"I want to be a boxer" he said
Stomping his foot, his face red.
Angry at God for not making it happen
Now! Before his resolve does slacken
"I've got the skills for it." he whines
He neglects his practice half the time
He doesn't realise, it seems,
The difference between a hobby and a dream
"I've won many a fight!" he shouts
Those brawls with friends don't really count.
He did once won the junior championship
And into each conversation, he lets that slip.
"I can make it!" he says, His gloats, incessant
His actions, childish, His views, arrogant.
“Life’s so unfair!” he always cries
Though with all his heart, he never tries
He’s chasing the rush of winning a battle
But at the thought of war, his courage rattles
“If only I could follow my dream…” he muses
One day perhaps he’ll run out of excuses
His wistful eyes gaze at boxing rings,
Lost in the visions of glory they bring.
“It’s my calling.” He brags, unable to see
The clear path leading him to his “destiny”
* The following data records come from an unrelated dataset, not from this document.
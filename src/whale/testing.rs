//! Fixtures for the whale engine tests.

use crate::explorer::testing::client_with;
use crate::explorer::transport::MockTransport;
use crate::explorer::{Address, ExplorerClient};
use crate::strategy::ActivityScorer;

use super::config::WhaleConfig;
use super::profile::ProfileBuilder;
use super::registry::{EntityKind, KnownEntity, KnownEntityRegistry};

pub struct Fixture {
    pub client: ExplorerClient,
    pub registry: KnownEntityRegistry,
    pub scorer: ActivityScorer,
    pub config: WhaleConfig,
}

impl Fixture {
    pub fn new(transport: MockTransport, registry: KnownEntityRegistry) -> Self {
        Self::with_config(transport, registry, WhaleConfig::default())
    }

    pub fn with_config(
        transport: MockTransport,
        registry: KnownEntityRegistry,
        config: WhaleConfig,
    ) -> Self {
        Self {
            client: client_with(transport),
            registry,
            scorer: ActivityScorer::new(config.scoring.clone()),
            config,
        }
    }

    pub fn profiles(&self) -> ProfileBuilder<'_> {
        ProfileBuilder::new(&self.client, &self.registry, &self.scorer, &self.config)
    }
}

pub fn addr(value: &str) -> Address {
    Address::parse(value).unwrap()
}

pub fn entity(address: &str, label: &str, kind: EntityKind) -> KnownEntity {
    KnownEntity {
        address: addr(address),
        label: label.to_string(),
        kind,
    }
}
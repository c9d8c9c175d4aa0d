pub mod explorer;
pub mod explorer_config;
pub mod strategy;
pub mod whale;

pub use explorer_config::{ConfigError, ExplorerConfig};

pub use explorer::{
    Address,
    ExplorerClient,
    ExplorerError,
    RateLimiter,
    RejectionKind,
};

pub use strategy::{
    ActivityScorer,
    ScoringConfig,
};

pub use whale::{
    config::WhaleConfig,
    DiscoveryRequest,
    KnownEntityRegistry,
    WhaleDetector,
    WhaleError,
    WhaleTier,
};
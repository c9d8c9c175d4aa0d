use std::collections::HashMap;
use std::fs;
use std::path::Path;

use serde::{Deserialize, Serialize};

use crate::explorer::Address;
use crate::explorer_config::ConfigError;

#[derive(Clone, Copy, Debug, PartialEq, Eq, Serialize, Deserialize)]
#[serde(rename_all = "snake_case")]
pub enum EntityKind {
    Exchange,
    Mixer,
    Other,
}

#[derive(Clone, Debug, PartialEq, Serialize, Deserialize)]
pub struct KnownEntity {
    pub address: Address,
    pub label: String,
    pub kind: EntityKind,
}

// Labelled mainnet addresses shipped with the crate. Coverage is partial:
// anything unlisted is simply unknown.
const BUILTIN_ENTITIES: &[(&str, &str, EntityKind)] = &[
    ("0x28c6c06298d514db089934071355e5743bf21d60", "Binance 14", EntityKind::Exchange),
    ("0xbe0eb53f46cd790cd13851d5eff43d12404d33e8", "Binance 7", EntityKind::Exchange),
    ("0xa090e606e30bd747d4e6245a1517ebe430f0057e", "Gemini", EntityKind::Exchange),
    ("0x6cc5f688a315f3dc28a7781717a9a798a59fda7b", "OKX", EntityKind::Exchange),
    ("0x564286362092d8e7936f0549571a803b203aaced", "FTX", EntityKind::Exchange),
    ("0xde0b295669a9fd93d5f28d9ec85e40f4cb697bae", "Ethereum Foundation", EntityKind::Other),
    ("0xc02aaa39b223fe8d0a0e5c4f27ead9083c756cc2", "WETH Contract", EntityKind::Other),
    ("0x12d66f87a04a9e220743712ce6d9bb1b5616b8fc", "Tornado Cash 0.1 ETH", EntityKind::Mixer),
    ("0x47ce0c6ed5b0ce3d3a51fdb1c52dc66a7c3c2936", "Tornado Cash 1 ETH", EntityKind::Mixer),
    ("0x910cbd523d972eb0a6f4cae4618ad62622b39dbf", "Tornado Cash 10 ETH", EntityKind::Mixer),
    ("0xa160cdab225685da1d56aa342ad8841c3b53f291", "Tornado Cash 100 ETH", EntityKind::Mixer),
];

/// Read-only address → label lookup, insertion ordered.
#[derive(Clone, Debug, Default)]
pub struct KnownEntityRegistry {
    entities: Vec<KnownEntity>,
    index: HashMap<Address, usize>,
}

impl KnownEntityRegistry {
    pub fn new(entities: impl IntoIterator<Item = KnownEntity>) -> Self {
        let mut registry = Self::default();
        for entity in entities {
            registry.insert(entity);
        }
        registry
    }

    pub fn builtin() -> Self {
        Self::new(BUILTIN_ENTITIES.iter().filter_map(|(address, label, kind)| {
            Address::parse(address).ok().map(|address| KnownEntity {
                address,
                label: label.to_string(),
                kind: *kind,
            })
        }))
    }

    /// Built-in entries extended (or relabelled) by a JSON array of
    /// `{ "address", "label", "kind" }` objects.
    pub fn builtin_with_file(path: &Path) -> Result<Self, ConfigError> {
        let contents = fs::read_to_string(path).map_err(|e| ConfigError::Unreadable {
            path: path.to_path_buf(),
            message: e.to_string(),
        })?;
        let extra: Vec<KnownEntity> =
            serde_json::from_str(&contents).map_err(|e| ConfigError::Unreadable {
                path: path.to_path_buf(),
                message: e.to_string(),
            })?;

        let mut registry = Self::builtin();
        for entity in extra {
            registry.insert(entity);
        }
        log::info!("Loaded {} known entities", registry.len());
        Ok(registry)
    }

    fn insert(&mut self, entity: KnownEntity) {
        match self.index.get(&entity.address) {
            Some(&slot) => self.entities[slot] = entity,
            None => {
                self.index.insert(entity.address.clone(), self.entities.len());
                self.entities.push(entity);
            }
        }
    }

    pub fn get(&self, address: &Address) -> Option<&KnownEntity> {
        self.index.get(address).map(|&slot| &self.entities[slot])
    }

    pub fn label(&self, address: &Address) -> Option<&str> {
        self.get(address).map(|entity| entity.label.as_str())
    }

    pub fn exchange_name(&self, address: &Address) -> Option<&str> {
        self.get(address)
            .filter(|entity| entity.kind == EntityKind::Exchange)
            .map(|entity| entity.label.as_str())
    }

    pub fn is_exchange(&self, address: &Address) -> bool {
        self.exchange_name(address).is_some()
    }

    pub fn is_mixer(&self, address: &Address) -> bool {
        self.get(address)
            .is_some_and(|entity| entity.kind == EntityKind::Mixer)
    }

    pub fn exchanges(&self) -> impl Iterator<Item = &KnownEntity> {
        self.entities
            .iter()
            .filter(|entity| entity.kind == EntityKind::Exchange)
    }

    /// Exchanges and labelled non-mixer addresses, in registry order.
    pub fn monitored(&self) -> impl Iterator<Item = &KnownEntity> {
        self.entities
            .iter()
            .filter(|entity| entity.kind != EntityKind::Mixer)
    }

    pub fn len(&self) -> usize {
        self.entities.len()
    }

    pub fn is_empty(&self) -> bool {
        self.entities.is_empty()
    }
}
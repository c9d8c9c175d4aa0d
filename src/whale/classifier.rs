use rust_decimal::Decimal;

use super::types::WhaleTier;

/// Tier whose range contains `balance_eth`.
///
/// Walks the tiers from the top and returns the first one whose inclusive
/// lower bound the balance reaches. Negative input cannot come from the
/// explorer and is treated as zero.
pub fn classify(balance_eth: Decimal) -> WhaleTier {
    WhaleTier::ALL
        .iter()
        .rev()
        .copied()
        .find(|tier| balance_eth >= tier.lower_bound())
        .unwrap_or(WhaleTier::Shrimp)
}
On self -made hurdles, he always trips.
It seems on reality he’s losing his grip.
In this mind, there is ample confusion
On the difference between a dream and delusion
As time passes, one day it’ll be clear
That all that stopped him was his own fear
But until then, he lets the truth be unheard
For isn’t it easier to keep blaming the world?
There were so many times when I thought that it was crazy to keep writing and I'm just fooling myself if I think I'll be a writer some day. I thought it was stupid to keep believing in my childhood dream. Sometimes when I'm feeling especially hopeless, I feel like this poem is basically how the world sees me.